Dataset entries

###

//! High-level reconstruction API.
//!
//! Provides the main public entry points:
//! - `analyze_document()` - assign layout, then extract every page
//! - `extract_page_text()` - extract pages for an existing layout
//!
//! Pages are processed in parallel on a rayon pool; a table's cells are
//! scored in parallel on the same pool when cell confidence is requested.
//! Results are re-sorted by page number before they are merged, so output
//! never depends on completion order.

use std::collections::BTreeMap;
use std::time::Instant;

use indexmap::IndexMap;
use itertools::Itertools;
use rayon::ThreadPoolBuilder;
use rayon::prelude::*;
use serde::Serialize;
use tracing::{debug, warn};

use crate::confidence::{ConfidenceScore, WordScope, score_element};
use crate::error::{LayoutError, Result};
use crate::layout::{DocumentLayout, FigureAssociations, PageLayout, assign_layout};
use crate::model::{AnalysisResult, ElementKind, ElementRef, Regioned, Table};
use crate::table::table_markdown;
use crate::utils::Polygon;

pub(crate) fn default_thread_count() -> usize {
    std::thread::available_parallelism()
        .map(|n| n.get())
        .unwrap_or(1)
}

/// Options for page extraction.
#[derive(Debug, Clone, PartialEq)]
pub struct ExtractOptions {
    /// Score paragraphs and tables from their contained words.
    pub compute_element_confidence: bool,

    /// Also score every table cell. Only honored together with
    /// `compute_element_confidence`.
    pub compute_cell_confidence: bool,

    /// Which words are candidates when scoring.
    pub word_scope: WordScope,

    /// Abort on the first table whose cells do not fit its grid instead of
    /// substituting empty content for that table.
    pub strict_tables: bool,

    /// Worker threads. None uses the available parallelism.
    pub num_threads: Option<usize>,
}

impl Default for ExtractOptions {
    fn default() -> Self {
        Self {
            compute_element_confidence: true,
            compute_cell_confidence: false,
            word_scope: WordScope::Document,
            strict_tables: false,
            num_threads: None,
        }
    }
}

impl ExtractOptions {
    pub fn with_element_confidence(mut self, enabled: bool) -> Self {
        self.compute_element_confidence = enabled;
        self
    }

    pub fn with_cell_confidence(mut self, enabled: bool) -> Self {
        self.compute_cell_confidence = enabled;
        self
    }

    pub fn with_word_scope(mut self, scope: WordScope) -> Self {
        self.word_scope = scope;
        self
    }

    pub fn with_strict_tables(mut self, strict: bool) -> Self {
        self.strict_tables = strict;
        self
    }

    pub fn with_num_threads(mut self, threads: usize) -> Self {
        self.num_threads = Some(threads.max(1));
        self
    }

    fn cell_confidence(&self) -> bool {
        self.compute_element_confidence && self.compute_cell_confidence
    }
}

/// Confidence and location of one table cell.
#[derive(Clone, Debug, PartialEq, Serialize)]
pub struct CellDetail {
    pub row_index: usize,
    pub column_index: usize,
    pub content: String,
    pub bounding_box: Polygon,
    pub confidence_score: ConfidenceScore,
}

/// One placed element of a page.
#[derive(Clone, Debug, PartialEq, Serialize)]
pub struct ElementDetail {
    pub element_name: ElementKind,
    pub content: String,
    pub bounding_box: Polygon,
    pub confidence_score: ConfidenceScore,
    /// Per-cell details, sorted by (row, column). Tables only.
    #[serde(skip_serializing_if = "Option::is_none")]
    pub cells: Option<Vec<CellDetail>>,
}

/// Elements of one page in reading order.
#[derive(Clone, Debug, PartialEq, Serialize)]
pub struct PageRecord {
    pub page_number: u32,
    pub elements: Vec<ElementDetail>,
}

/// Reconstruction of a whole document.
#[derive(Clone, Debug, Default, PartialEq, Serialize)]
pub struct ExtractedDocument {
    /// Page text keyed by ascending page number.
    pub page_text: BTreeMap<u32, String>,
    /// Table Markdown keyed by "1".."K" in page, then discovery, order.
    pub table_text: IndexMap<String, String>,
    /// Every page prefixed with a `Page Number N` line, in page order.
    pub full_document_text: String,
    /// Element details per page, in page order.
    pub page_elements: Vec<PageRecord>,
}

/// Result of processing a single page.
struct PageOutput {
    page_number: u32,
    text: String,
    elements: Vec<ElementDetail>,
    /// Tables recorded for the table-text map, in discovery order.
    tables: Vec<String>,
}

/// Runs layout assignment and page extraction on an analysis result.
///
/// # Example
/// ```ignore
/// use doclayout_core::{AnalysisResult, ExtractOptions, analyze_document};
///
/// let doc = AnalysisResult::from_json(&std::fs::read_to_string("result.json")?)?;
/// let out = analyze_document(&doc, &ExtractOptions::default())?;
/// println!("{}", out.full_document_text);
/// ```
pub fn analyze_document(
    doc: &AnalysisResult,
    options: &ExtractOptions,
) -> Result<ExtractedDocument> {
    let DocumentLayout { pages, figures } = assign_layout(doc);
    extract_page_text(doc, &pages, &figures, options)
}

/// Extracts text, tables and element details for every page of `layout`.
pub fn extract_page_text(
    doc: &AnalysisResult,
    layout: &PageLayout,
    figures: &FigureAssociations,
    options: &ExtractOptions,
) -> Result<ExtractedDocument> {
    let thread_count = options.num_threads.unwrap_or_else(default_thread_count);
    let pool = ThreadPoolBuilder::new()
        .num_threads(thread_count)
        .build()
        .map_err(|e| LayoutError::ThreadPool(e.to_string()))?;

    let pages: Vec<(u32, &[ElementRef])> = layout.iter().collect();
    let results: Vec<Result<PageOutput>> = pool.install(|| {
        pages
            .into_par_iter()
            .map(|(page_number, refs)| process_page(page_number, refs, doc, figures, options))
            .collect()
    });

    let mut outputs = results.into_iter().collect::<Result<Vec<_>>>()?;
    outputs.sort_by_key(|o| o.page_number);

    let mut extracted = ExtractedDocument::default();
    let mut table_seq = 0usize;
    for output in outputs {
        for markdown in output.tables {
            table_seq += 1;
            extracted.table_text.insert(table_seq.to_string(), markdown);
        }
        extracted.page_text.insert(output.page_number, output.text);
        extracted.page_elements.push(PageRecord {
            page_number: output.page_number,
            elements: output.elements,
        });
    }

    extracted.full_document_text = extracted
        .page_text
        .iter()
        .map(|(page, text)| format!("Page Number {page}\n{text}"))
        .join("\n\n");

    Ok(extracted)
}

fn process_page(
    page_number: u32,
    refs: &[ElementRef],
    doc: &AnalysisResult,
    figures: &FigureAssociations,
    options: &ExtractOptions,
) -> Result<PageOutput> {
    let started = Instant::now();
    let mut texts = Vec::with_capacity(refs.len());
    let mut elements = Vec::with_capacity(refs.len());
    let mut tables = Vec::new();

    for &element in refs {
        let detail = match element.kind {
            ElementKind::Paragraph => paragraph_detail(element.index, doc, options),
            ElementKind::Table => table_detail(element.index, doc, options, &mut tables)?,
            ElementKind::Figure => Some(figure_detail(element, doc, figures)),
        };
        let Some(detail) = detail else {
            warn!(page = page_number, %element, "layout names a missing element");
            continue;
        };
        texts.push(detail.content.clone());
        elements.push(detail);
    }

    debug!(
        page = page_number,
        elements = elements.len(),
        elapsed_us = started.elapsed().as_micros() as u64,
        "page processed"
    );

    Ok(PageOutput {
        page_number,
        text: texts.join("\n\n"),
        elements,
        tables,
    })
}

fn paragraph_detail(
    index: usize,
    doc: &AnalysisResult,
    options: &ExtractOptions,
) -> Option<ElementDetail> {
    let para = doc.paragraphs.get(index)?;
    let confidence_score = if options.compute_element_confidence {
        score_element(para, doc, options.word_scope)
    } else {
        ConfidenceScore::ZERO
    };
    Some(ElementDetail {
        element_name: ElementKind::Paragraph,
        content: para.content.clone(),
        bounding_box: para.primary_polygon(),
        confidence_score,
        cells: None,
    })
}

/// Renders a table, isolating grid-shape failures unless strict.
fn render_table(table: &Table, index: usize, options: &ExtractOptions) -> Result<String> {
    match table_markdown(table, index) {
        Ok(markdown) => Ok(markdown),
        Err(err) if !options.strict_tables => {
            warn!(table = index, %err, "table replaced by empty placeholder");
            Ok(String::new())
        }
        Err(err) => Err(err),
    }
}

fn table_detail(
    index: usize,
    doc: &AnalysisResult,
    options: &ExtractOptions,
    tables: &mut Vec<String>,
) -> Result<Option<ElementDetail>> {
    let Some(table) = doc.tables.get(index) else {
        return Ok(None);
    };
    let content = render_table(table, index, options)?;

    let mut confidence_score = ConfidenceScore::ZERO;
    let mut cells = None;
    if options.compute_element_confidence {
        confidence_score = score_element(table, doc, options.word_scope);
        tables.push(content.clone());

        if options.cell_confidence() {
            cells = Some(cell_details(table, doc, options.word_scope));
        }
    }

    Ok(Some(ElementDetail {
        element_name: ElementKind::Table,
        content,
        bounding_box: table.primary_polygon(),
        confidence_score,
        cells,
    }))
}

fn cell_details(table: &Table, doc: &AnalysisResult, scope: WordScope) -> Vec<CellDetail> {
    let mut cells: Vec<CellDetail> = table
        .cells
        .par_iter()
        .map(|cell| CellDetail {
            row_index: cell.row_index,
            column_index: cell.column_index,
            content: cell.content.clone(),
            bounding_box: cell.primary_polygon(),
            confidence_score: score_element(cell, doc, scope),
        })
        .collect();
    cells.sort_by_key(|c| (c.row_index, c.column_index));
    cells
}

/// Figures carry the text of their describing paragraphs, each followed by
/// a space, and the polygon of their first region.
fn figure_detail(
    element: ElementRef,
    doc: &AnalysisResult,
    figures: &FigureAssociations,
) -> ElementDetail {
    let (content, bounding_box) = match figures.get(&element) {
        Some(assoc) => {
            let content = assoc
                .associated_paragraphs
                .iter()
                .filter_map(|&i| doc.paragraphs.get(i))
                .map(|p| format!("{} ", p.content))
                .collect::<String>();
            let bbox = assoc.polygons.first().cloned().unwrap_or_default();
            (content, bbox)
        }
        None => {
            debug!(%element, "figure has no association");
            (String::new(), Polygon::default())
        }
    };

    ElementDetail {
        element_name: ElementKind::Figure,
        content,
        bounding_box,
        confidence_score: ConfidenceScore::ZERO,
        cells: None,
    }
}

###

**Required work:** Extract from the records above the lines from the one containing "score_element(table, doc, options.word_scope);" to the one containing "their first region.", both lines included, exactly as they appear and with nothing else.

**Written reply:**
        confidence_score = score_element(table, doc, options.word_scope);
        tables.push(content.clone());

        if options.cell_confidence() {
            cells = Some(cell_details(table, doc, options.word_scope));
        }
    }

    Ok(Some(ElementDetail {
        element_name: ElementKind::Table,
        content,
        bounding_box: table.primary_polygon(),
        confidence_score,
        cells,
    }))
}

fn cell_details(table: &Table, doc: &AnalysisResult, scope: WordScope) -> Vec<CellDetail> {
    let mut cells: Vec<CellDetail> = table
        .cells
        .par_iter()
        .map(|cell| CellDetail {
            row_index: cell.row_index,
            column_index: cell.column_index,
            content: cell.content.clone(),
            bounding_box: cell.primary_polygon(),
            confidence_score: score_element(cell, doc, scope),
        })
        .collect();
    cells.sort_by_key(|c| (c.row_index, c.column_index));
    cells
}

/// Figures carry the text of their describing paragraphs, each followed by
/// a space, and the polygon of their first region.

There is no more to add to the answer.